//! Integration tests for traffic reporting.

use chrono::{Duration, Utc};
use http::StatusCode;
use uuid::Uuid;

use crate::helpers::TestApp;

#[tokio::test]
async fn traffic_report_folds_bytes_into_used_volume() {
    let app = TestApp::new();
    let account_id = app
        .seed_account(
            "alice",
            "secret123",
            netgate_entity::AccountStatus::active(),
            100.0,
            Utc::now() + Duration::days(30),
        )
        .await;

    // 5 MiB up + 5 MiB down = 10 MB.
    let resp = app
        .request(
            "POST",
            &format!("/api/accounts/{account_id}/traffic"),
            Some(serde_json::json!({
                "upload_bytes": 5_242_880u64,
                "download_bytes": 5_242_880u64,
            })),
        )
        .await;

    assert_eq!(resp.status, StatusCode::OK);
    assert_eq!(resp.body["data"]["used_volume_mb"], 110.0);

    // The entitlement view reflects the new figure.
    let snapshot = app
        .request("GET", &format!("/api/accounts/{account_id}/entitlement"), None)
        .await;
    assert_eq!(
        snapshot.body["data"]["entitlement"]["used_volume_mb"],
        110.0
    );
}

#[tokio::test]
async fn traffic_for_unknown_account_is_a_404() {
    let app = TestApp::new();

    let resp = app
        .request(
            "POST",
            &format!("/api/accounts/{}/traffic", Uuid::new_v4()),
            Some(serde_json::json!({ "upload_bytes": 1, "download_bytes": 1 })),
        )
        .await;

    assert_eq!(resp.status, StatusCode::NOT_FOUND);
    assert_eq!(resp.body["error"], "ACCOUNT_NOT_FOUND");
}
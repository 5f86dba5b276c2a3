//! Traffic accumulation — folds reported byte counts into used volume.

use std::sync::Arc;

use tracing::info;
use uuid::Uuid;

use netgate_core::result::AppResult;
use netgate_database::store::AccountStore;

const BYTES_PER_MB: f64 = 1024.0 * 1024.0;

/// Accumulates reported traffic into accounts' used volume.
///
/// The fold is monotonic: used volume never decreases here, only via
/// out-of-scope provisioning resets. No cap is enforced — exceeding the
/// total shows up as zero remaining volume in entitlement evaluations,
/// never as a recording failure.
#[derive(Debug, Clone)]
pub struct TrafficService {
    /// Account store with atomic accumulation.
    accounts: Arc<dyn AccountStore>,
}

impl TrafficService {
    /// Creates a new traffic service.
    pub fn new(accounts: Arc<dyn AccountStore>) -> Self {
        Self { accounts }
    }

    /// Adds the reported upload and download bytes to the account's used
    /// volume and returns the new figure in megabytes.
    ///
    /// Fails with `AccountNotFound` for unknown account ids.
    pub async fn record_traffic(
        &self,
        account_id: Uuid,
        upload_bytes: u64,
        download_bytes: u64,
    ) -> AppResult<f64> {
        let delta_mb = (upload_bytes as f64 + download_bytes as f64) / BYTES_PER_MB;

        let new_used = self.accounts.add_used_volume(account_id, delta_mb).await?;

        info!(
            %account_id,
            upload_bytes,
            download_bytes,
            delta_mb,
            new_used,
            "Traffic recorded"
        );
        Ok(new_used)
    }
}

**TASK**:
Nothing but a number should be given: the tally of lines in the listing that contain "snapshot".

**TASK RESULT**:
2